■ **Problem requirements**:
Report every line of the records that includes the word "impl".

========

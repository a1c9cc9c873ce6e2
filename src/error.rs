//! Error types for device access arbitration.
//!
//! `AccessError` covers every failure the arbitration core itself can
//! produce. Instrument drivers keep their own error types; the only
//! requirement is `From<AccessError>` so gated calls can report admission
//! failures through the driver's error channel while driver I/O errors pass
//! through untouched.
//!
//! ## Error Hierarchy
//!
//! - **`Closed`**: a gated call was attempted after the device handle was
//!   closed.
//! - **`Busy`**: a guaranteed-priority call could not be enqueued (queue at
//!   capacity, or the submit timeout expired).
//! - **`Internal`**: a broken protocol invariant such as a double checkout or
//!   a lost ticket. These indicate a bug, never a runtime condition, and are
//!   not recovered from.
//! - **`InvalidPriority`**: a negative priority level was supplied.
//! - **`PriorityOutOfRange`**: a priority level above `u32::MAX` was supplied.

use thiserror::Error;

/// Convenience alias for results using the arbitration error type.
pub type AccessResult<T> = std::result::Result<T, AccessError>;

/// Failures raised by the arbitration core.
#[derive(Error, Debug, Clone, PartialEq, Eq)]
pub enum AccessError {
    /// The device connection has been closed.
    #[error("Device connection closed")]
    Closed,

    /// A guaranteed call could not be submitted to the device queue.
    #[error("Couldn't submit to device queue: {0}")]
    Busy(String),

    /// Protocol invariant violated inside the admission queue.
    #[error("Internal device queue error: {0}")]
    Internal(String),

    /// Priority levels must be non-negative.
    #[error("Negative priority level {0} given. Priority levels must be non-negative")]
    InvalidPriority(i64),

    /// Priority level does not fit the supported range.
    #[error("Priority level {0} exceeds the maximum of {max}", max = u32::MAX)]
    PriorityOutOfRange(i64),
}

impl AccessError {
    /// Build an [`AccessError::Internal`] from anything printable.
    pub fn internal(msg: impl Into<String>) -> Self {
        Self::Internal(msg.into())
    }

    /// True for invariant violations that must never be retried.
    pub fn is_fatal(&self) -> bool {
        matches!(self, Self::Internal(_))
    }
}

========

■ **Task result**:
impl AccessError {
    pub fn internal(msg: impl Into<String>) -> Self {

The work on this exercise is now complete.